A security expert familiar with Al-Jazeera's troubles said the news network appeared to be suffering both from an Internet Relay Chat (IRC) "bot" attack and from increased demand resulting from the outbreak of hostilities in Iraq and the launch of its English language site.
IRC bot attacks use IRC chat channels to send coordinated attack instructions to networks of compromised machines worldwide, according to Johannes Ullrich, chief technology officer at the Internet Storm Center at the SANS Institute in Bethesda, Md.
While the volume of traffic to Al-Jazeera's Web sites was high, a network of between 1,000 and 5,000 compromised machines could easily generate that level of traffic, Ullrich said. Such networks aren't uncommon. Some IRC bot networks contain more than 10,000 zombie machines, he said.
Casting doubt on the suggestion that the attacks had to originate from a large, well-funded source, Ullrich said the IRC bots could easily be coordinated by a single user with knowledge of the network and the right commands to issue. "There are probably plenty of people who can do something like [the Al-Jazeera DDOS attack] just for the fun of it. I just got DDOSed last night," Ullrich said.
Others familiar with such attacks say they are common and have many origins.
"We have a number of customers who come to us with concerns like [Al-Jazeera's]. Effectively, they're experiencing a virtual sit-in," said Andy Ellis, chief security architect at Akamai Technologies Inc., an e-business infrastructure provider in Cambridge, Mass.
While 200M bit/sec. is high volume for a single Web site to suffer, Ellis said that he knew of larger attacks.
In addition, it's common for DDOS attacks to be targeted at routers or DNS servers that service a number of different Web sites, according to Ullrich. Hosting companies will frequently decide to stop hosting the site that's attracting the unwanted attention in order to maintain service to its other customers, he said.
"The sad thing is that there's very little they can do. If you have 10,000 or 20,000 machines attacking you and they're constantly changing, the only thing you can do is get more bandwidth -- essentially buy your way out of the attack," Ullrich said.
Other companies, including many prominent U.S. news Web sites, opt to use private networks, such as Akamai's, which blunt the force of DDOS attacks by spreading the hosted Web site content out to thousands of host servers and then routing each request to a server close to the request source.

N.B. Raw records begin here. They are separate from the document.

//! Error types used outside the request path
//!
//! Request failures are modelled by the transport's own taxonomy; this type
//! covers configuration and setup failures that happen before any request.

use serde::{Deserialize, Serialize};
use thiserror::Error;

/// Main error type for the Tanda SDK
#[derive(Error, Debug, Clone, PartialEq, Eq, Serialize, Deserialize)]
#[serde(tag = "type", content = "message")]
pub enum TandaError {
    #[error("Configuration error: {0}")]
    Config(String),

    #[error("Invalid input: {0}")]
    InvalidInput(String),
}

/// Result type alias for Tanda operations
pub type Result<T> = std::result::Result<T, TandaError>;
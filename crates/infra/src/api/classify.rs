//! Status-to-error classification
//!
//! Pure mapping from an HTTP status plus whatever body the server sent into
//! one [`ApiError`] variant. Two body shapes are understood:
//!
//! - the envelope: `{"success": false, "error": {"code", "message", "details"}}`
//! - a flat object: `{"message", "code", "errors", "resource", "retryAfter"}`
//!
//! Anything else (plain text, HTML error pages) contributes only a message.

use reqwest::StatusCode;
use serde_json::Value;

use super::envelope::EnvelopeError;
use super::errors::{codes, ApiError, ErrorInfo, FieldErrors};

/// Fields of an error body, each read independently so one mistyped field
/// never hides the others.
#[derive(Debug, Default)]
struct ErrorBody {
    message: Option<String>,
    details: Option<Value>,
    errors: Option<Value>,
    resource: Option<String>,
    retry_after: Option<u64>,
    error: Option<EnvelopeError>,
}

impl ErrorBody {
    fn from_value(body: &Value) -> Self {
        match body {
            Value::Object(fields) => Self {
                message: fields.get("message").and_then(Value::as_str).map(str::to_string),
                details: fields.get("details").filter(|details| !details.is_null()).cloned(),
                errors: fields.get("errors").filter(|errors| !errors.is_null()).cloned(),
                resource: fields.get("resource").and_then(Value::as_str).map(str::to_string),
                retry_after: fields
                    .get("retryAfter")
                    .or_else(|| fields.get("retry_after"))
                    .and_then(parse_retry_after),
                error: fields.get("error").and_then(EnvelopeError::from_value),
            },
            Value::String(text) if !text.trim().is_empty() => {
                Self { message: Some(text.trim().to_string()), ..Self::default() }
            }
            _ => Self::default(),
        }
    }

    fn message(&self) -> Option<String> {
        self.error
            .as_ref()
            .and_then(|error| error.message.clone())
            .filter(|m| !m.is_empty())
            .or_else(|| self.message.clone())
            .filter(|m| !m.is_empty())
    }

    fn details(&self) -> Option<Value> {
        self.error.as_ref().and_then(|error| error.details.clone()).or_else(|| self.details.clone())
    }

    /// Per-field messages from `errors`, falling back to object-shaped
    /// `details`.
    fn field_errors(&self) -> FieldErrors {
        self.errors
            .as_ref()
            .map(parse_field_errors)
            .filter(|fields| !fields.is_empty())
            .or_else(|| self.details().as_ref().map(parse_field_errors))
            .unwrap_or_default()
    }
}

/// Whole seconds, as a number or a numeric string.
fn parse_retry_after(value: &Value) -> Option<u64> {
    match value {
        Value::Number(number) => number.as_u64(),
        Value::String(text) => text.trim().parse().ok(),
        _ => None,
    }
}

/// Accepts `{"field": ["msg", ...]}` and `{"field": "msg"}`; other shapes
/// yield no field errors.
fn parse_field_errors(value: &Value) -> FieldErrors {
    let Value::Object(map) = value else {
        return FieldErrors::new();
    };

    map.iter()
        .filter_map(|(field, messages)| {
            let messages: Vec<String> = match messages {
                Value::String(message) => vec![message.clone()],
                Value::Array(items) => {
                    items.iter().filter_map(|item| item.as_str().map(str::to_string)).collect()
                }
                _ => return None,
            };
            (!messages.is_empty()).then(|| (field.clone(), messages))
        })
        .collect()
}

fn default_message(status: StatusCode) -> String {
    status
        .canonical_reason()
        .map_or_else(|| format!("Request failed with status {}", status.as_u16()), str::to_string)
}

/// Classify a non-success response.
///
/// `retry_after_header` is the parsed `Retry-After` header, used for 429s
/// when the body does not carry its own value.
pub fn classify(status: StatusCode, body: &Value, retry_after_header: Option<u64>) -> ApiError {
    let parsed = ErrorBody::from_value(body);
    let message = parsed.message().unwrap_or_else(|| default_message(status));
    let details = parsed.details();
    let code = status.as_u16();

    match code {
        400 => ApiError::Validation {
            field_errors: parsed.field_errors(),
            info: ErrorInfo::new(message, codes::VALIDATION, code)
                .with_details(parsed.errors.clone().or(details)),
        },
        401 if message.to_lowercase().contains("expired") => ApiError::TokenExpired(
            ErrorInfo::new(message, codes::TOKEN_EXPIRED, code).with_details(details),
        ),
        401 => ApiError::Authentication(
            ErrorInfo::new(message, codes::AUTHENTICATION, code).with_details(details),
        ),
        403 => ApiError::Authentication(
            ErrorInfo::new(message, codes::FORBIDDEN, code).with_details(details),
        ),
        404 => ApiError::NotFound {
            info: ErrorInfo::new(message, codes::NOT_FOUND, code).with_details(details),
            resource: parsed.resource,
        },
        429 => ApiError::RateLimit {
            info: ErrorInfo::new(message, codes::RATE_LIMIT, code).with_details(details),
            retry_after: parsed.retry_after.or(retry_after_header),
        },
        500.. => {
            ApiError::Server(ErrorInfo::new(message, codes::SERVER, code).with_details(details))
        }
        _ => ApiError::Api(ErrorInfo::new(message, codes::API, code).with_details(details)),
    }
}
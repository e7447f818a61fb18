//! Pluggable bearer token persistence
//!
//! A store holds at most one token. The transport only ever reads from it;
//! login, refresh and logout flows write through it.

use async_trait::async_trait;
use tokio::sync::RwLock;
use tracing::debug;

/// Single-slot token persistence.
///
/// Implementations may back the slot with process memory, an OS keychain, an
/// encrypted file or anything else. Operations are infallible by contract: a
/// backend that cannot read its medium reports "no token", which surfaces to
/// callers as an unauthenticated request rather than a storage error.
///
/// Stores are not required to serialize concurrent writers beyond what their
/// medium guarantees.
#[async_trait]
pub trait TokenStore: Send + Sync {
    /// Current token, if any.
    async fn get_token(&self) -> Option<String>;

    /// Replace any existing token.
    async fn set_token(&self, token: String);

    /// Clear the slot.
    async fn remove_token(&self);

    /// Whether a token is currently stored.
    async fn has_token(&self) -> bool {
        self.get_token().await.is_some()
    }
}

/// Process-memory token store.
#[derive(Default)]
pub struct MemoryTokenStore {
    slot: RwLock<Option<String>>,
}

impl MemoryTokenStore {
    #[must_use]
    pub fn new() -> Self {
        Self::default()
    }

    /// Store pre-seeded with `token` (e.g. restored from a previous session).
    pub fn with_token(token: impl Into<String>) -> Self {
        Self { slot: RwLock::new(Some(token.into())) }
    }
}

// Never print the token itself.
impl std::fmt::Debug for MemoryTokenStore {
    fn fmt(&self, f: &mut std::fmt::Formatter<'_>) -> std::fmt::Result {
        let state = match self.slot.try_read() {
            Ok(slot) if slot.is_some() => "set",
            Ok(_) => "empty",
            Err(_) => "locked",
        };
        f.debug_struct("MemoryTokenStore").field("token", &state).finish()
    }
}

#[async_trait]
impl TokenStore for MemoryTokenStore {
    async fn get_token(&self) -> Option<String> {
        self.slot.read().await.clone()
    }

    async fn set_token(&self, token: String) {
        *self.slot.write().await = Some(token);
        debug!("bearer token stored");
    }

    async fn remove_token(&self) {
        *self.slot.write().await = None;
        debug!("bearer token cleared");
    }
}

Akamai's network also uses load balancing to direct traffic away from servers that are experiencing high demand, as in a DDOS attack, Ellis said.
An Akamai spokesman declined to comment on whether the company had been contacted by Al-Jazeera or whether it would be willing to host Al-Jazeera's Web sites.
While it works to crawl out from under the DDOS attack, Al-Jazeera is continuing to update content on its English-language site. The network is also moving forward with the development of a fully-featured English language Web site that will include more than just war coverage, according to Tucker.
The company hopes to be back online soon, and the launch of its full English-language site is on schedule for mid-April, Tucker said.